次に装備。滑落しないようアイゼンやピッケルを用意し、速乾性のある肌着とアウターを身に着ける。ふぶいた時のためにゴーグルや目出し帽、万が一動けなくなった時に備えて十分な防寒着を携える。水や火を使わない非常食、簡易テント「ツェルト」も欠かせない。装備や服装は、登山前に必ず使い方を確かめておくこと。
入山する際はできる限り複数で、初心者は経験者と登山する。登山届を出し、午前8時までに出発し、昼には下山できるよう、行動する。想定外の事態が発生しても明るいうちなら対応しやすいからだ。
登山中は「引き返す時間を常に頭に入れて登ってほしい」という。時間を考えず山頂を目指すのは危険なため、事前に引き返すタイミングを決めておくこと。
入念に準備をして臨んだ登山でも万が一の遭難もあり得る。まずは110番すること。風を避けられる場所に移動してツェルトを立て、風と雪を防いでその場で動かず待機する。
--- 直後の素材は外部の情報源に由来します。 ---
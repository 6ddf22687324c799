//! Async session layer for knit.
//!
//! Drives the sans-IO engine in `knit-core` over any Tokio byte channel:
//! - [`negotiate`]: protocol selection on a raw channel, a secure channel or a stream
//! - [`secure`]: Noise XX handshake and the encrypted [`SecureStream`]
//! - [`Session`] and [`Stream`]: flow-controlled stream multiplexing
//! - [`upgrade`]: all of the above in order, from a fresh connection
//!
//! # Example
//!
//! ```no_run
//! # async fn example(tcp: tokio::net::TcpStream) -> knit_core::Result<()> {
//! use knit_core::{GoAwayCode, Role};
//! use knit_crypto::Keypair;
//! use knit_session::{negotiate, upgrade, UpgradeConfig};
//!
//! let identity = Keypair::generate();
//! let session = upgrade(tcp, Role::Responder, &identity, &UpgradeConfig::default(), None).await?;
//!
//! let mut stream = session.accept_stream().await?;
//! negotiate::listener_select(&mut stream, &["echo/1.0"]).await?;
//! while let Some(chunk) = stream.read(4096).await? {
//!     stream.write(&chunk).await?;
//! }
//! stream.close_write()?;
//! session.close(GoAwayCode::Normal).await?;
//! # Ok(())
//! # }
//! ```

#![forbid(unsafe_code)]
#![warn(missing_docs)]

pub mod cancel;
pub mod negotiate;
pub mod secure;
mod session;
mod stream;
mod upgrade;

pub use knit_core::{CloseReason, Error, GoAwayCode, Result, Role, SessionConfig};
pub use secure::{HandshakeConfig, SecureStream};
pub use session::Session;
pub use stream::Stream;
pub use upgrade::{upgrade, UpgradeConfig};
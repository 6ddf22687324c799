//! Key exchange implementations.
//!
//! Only X25519 (RFC 7748) is used: it provides every DH token of the XX pattern
//! (`ee`, `es`, `se`).

pub mod x25519;

pub use self::x25519::{X25519KeyPair, DH_LEN};
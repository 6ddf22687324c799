//! Noise handshake driver and the encrypted byte stream it yields.

use bytes::{Buf, Bytes};
use futures_util::{ready, SinkExt, StreamExt};
use knit_core::codec::{self, SecureCodec, MAX_PLAINTEXT_CHUNK};
use knit_core::{Error, Handshake, Result, Role};
use knit_crypto::kdf::HASH_LEN;
use knit_crypto::{Keypair, PeerId, PublicKey};
use std::io;
use std::pin::Pin;
use std::task::{Context, Poll};
use std::time::Duration;
use tokio::io::{AsyncRead, AsyncWrite, ReadBuf};
use tokio_util::codec::{Framed, FramedParts};

/// Default bound on each handshake read.
pub const DEFAULT_HANDSHAKE_TIMEOUT: Duration = Duration::from_secs(10);

/// Handshake options.
#[derive(Debug, Clone)]
pub struct HandshakeConfig {
    /// Bytes carried in the local handshake payload.
    pub early_data: Option<Bytes>,
    /// Identity the remote must prove, if known.
    pub expected_peer: Option<PeerId>,
    /// Bound on each handshake read.
    pub timeout: Duration,
}

impl Default for HandshakeConfig {
    fn default() -> Self {
        Self {
            early_data: None,
            expected_peer: None,
            timeout: DEFAULT_HANDSHAKE_TIMEOUT,
        }
    }
}

/// Authenticated, encrypted byte stream over `T`.
///
/// Writes are sealed in chunks of at most [`MAX_PLAINTEXT_CHUNK`] bytes; reads
/// return plaintext in arrival order. A chunk that fails authentication
/// surfaces as an I/O error wrapping [`Error::Decrypt`], and every later read
/// fails the same way.
pub struct SecureStream<T> {
    framed: Framed<T, SecureCodec>,
    /// Decrypted bytes not yet handed to the reader.
    pending: Bytes,
    remote_peer: PeerId,
    remote_public: PublicKey,
    remote_early_data: Option<Bytes>,
    handshake_hash: [u8; HASH_LEN],
    failed: bool,
}

impl<T> SecureStream<T>
where
    T: AsyncRead + AsyncWrite + Unpin,
{
    /// Run the XX handshake over `io`.
    ///
    /// Any bytes the peer sent after its last handshake message are kept and
    /// decrypted as transport data.
    ///
    /// # Errors
    ///
    /// Handshake errors from [`Handshake`], `Timeout` when a read exceeds
    /// `config.timeout`, and `Io` when the channel fails or closes early.
    ///
    /// # Example
    ///
    /// ```no_run
    /// # async fn example(tcp: tokio::net::TcpStream) -> knit_core::Result<()> {
    /// use knit_core::Role;
    /// use knit_crypto::Keypair;
    /// use knit_session::secure::{HandshakeConfig, SecureStream};
    ///
    /// let identity = Keypair::generate();
    /// let secure = SecureStream::handshake(tcp, Role::Initiator, &identity, &HandshakeConfig::default()).await?;
    /// println!("connected to {}", secure.remote_peer());
    /// # Ok(())
    /// # }
    /// ```
    pub async fn handshake(
        io: T,
        role: Role,
        identity: &Keypair,
        config: &HandshakeConfig,
    ) -> Result<Self> {
        let mut handshake = Handshake::new(
            role,
            identity,
            config.early_data.clone(),
            config.expected_peer,
        )?;
        let mut framed = Framed::new(io, codec::length_prefixed());

        while !handshake.is_complete() {
            if handshake.is_write_turn() {
                let message = handshake.write_message()?;
                framed.send(Bytes::from(message)).await?;
            } else {
                let message = tokio::time::timeout(config.timeout, framed.next())
                    .await
                    .map_err(|_| Error::Timeout)?
                    .ok_or_else(|| Error::Io(io::ErrorKind::UnexpectedEof.into()))??;
                handshake.read_message(&message)?;
            }
        }

        let outcome = handshake.into_outcome()?;
        tracing::debug!(?role, peer = %outcome.remote_peer, "secure channel established");

        let old = framed.into_parts();
        let mut parts = FramedParts::new::<Bytes>(old.io, SecureCodec::new(outcome.send, outcome.recv));
        parts.read_buf = old.read_buf;
        parts.write_buf = old.write_buf;

        Ok(Self {
            framed: Framed::from_parts(parts),
            pending: Bytes::new(),
            remote_peer: outcome.remote_peer,
            remote_public: outcome.remote_public,
            remote_early_data: outcome.remote_early_data,
            handshake_hash: outcome.handshake_hash,
            failed: false,
        })
    }
}

impl<T> SecureStream<T> {
    /// Peer id the remote proved during the handshake.
    pub fn remote_peer(&self) -> PeerId {
        self.remote_peer
    }

    /// Remote identity key.
    pub fn remote_public(&self) -> &PublicKey {
        &self.remote_public
    }

    /// Early data from the remote handshake payload.
    pub fn remote_early_data(&self) -> Option<&Bytes> {
        self.remote_early_data.as_ref()
    }

    /// Transcript hash, identical on both ends.
    pub fn handshake_hash(&self) -> &[u8; HASH_LEN] {
        &self.handshake_hash
    }

    /// Underlying channel.
    pub fn get_ref(&self) -> &T {
        self.framed.get_ref()
    }
}

impl<T> std::fmt::Debug for SecureStream<T> {
    fn fmt(&self, f: &mut std::fmt::Formatter<'_>) -> std::fmt::Result {
        f.debug_struct("SecureStream")
            .field("remote_peer", &self.remote_peer)
            .field("codec", self.framed.codec())
            .finish_non_exhaustive()
    }
}

impl<T> AsyncRead for SecureStream<T>
where
    T: AsyncRead + AsyncWrite + Unpin,
{
    fn poll_read(
        self: Pin<&mut Self>,
        cx: &mut Context<'_>,
        buf: &mut ReadBuf<'_>,
    ) -> Poll<io::Result<()>> {
        let this = self.get_mut();
        if buf.remaining() == 0 {
            return Poll::Ready(Ok(()));
        }

        while this.pending.is_empty() {
            if this.failed {
                return Poll::Ready(Err(Error::Decrypt.into()));
            }
            match ready!(this.framed.poll_next_unpin(cx)) {
                Some(Ok(chunk)) => this.pending = chunk,
                Some(Err(err)) => {
                    if matches!(err, Error::Decrypt) {
                        this.failed = true;
                    }
                    return Poll::Ready(Err(err.into()));
                }
                None => return Poll::Ready(Ok(())),
            }
        }

        let n = buf.remaining().min(this.pending.len());
        buf.put_slice(&this.pending[..n]);
        this.pending.advance(n);
        Poll::Ready(Ok(()))
    }
}

impl<T> AsyncWrite for SecureStream<T>
where
    T: AsyncRead + AsyncWrite + Unpin,
{
    fn poll_write(
        self: Pin<&mut Self>,
        cx: &mut Context<'_>,
        buf: &[u8],
    ) -> Poll<io::Result<usize>> {
        let this = self.get_mut();
        if buf.is_empty() {
            return Poll::Ready(Ok(0));
        }

        ready!(this.framed.poll_ready_unpin(cx))?;
        let n = buf.len().min(MAX_PLAINTEXT_CHUNK);
        this.framed.start_send_unpin(Bytes::copy_from_slice(&buf[..n]))?;
        Poll::Ready(Ok(n))
    }

    fn poll_flush(self: Pin<&mut Self>, cx: &mut Context<'_>) -> Poll<io::Result<()>> {
        self.get_mut()
            .framed
            .poll_flush_unpin(cx)
            .map_err(io::Error::from)
    }

    fn poll_shutdown(self: Pin<&mut Self>, cx: &mut Context<'_>) -> Poll<io::Result<()>> {
        self.get_mut()
            .framed
            .poll_close_unpin(cx)
            .map_err(io::Error::from)
    }
}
救助隊が見つけやすいよう発信器を備えておくとなお良い。

専用のスマートフォンアプリや衛星利用測位システム(GPS)を活用すると、捜索隊からも位置情報を確認でき、救助に役立つという。
神庭さんは「冬山は想定外のことが起こるという前提で対策してほしい」と装備や天候、通信機器など十分な準備を呼び掛ける。